Emerging cholinergic mechanisms and ontogeny of response inhibition in the mouse.

Abstract

Mice, 7, 11, 15, 19, and 85-115 (adult) days of age served as subjects to assess the effects of anticholinergics on the development of behavioral inhibition. The centrally active anticholinergic scopolamine produced a dose-dependent elevation in locomotor activity in 19-day-old and adult mice. Acquisition and retention of a step-off passive avoidance response (PAR) was initially studied in nondrugged subjects. Mice as young as 7 days of age learned and retained the PAR for 1 h. Twenty-four-hour savings were not observed until 19 days of age.
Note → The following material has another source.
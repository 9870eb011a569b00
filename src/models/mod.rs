pub mod constants;
pub mod node;
pub mod restart;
Simple PAR performance deficits following scopolamine injection were 1st seen at 15 days of age. Mice in those age groups exhibiting 24-h retention (19-day-olds and adults) were used to assess carry-over effects of scopolamine on retest. Only in the case of juveniles did scopolamine, injected prior to training, disrupt 24-h retest performance. Since methylscopolamine, a peripherally active anticholinergic, had no effect on activity and PAR performance, it is assumed that scopolamine''s effects were of central origin. Behavioral suppression may come under cholinergic control during the 2nd and 3rd postnatal wk but cholinergic mechanisms may not mediate response inhibition uniformly throughout development.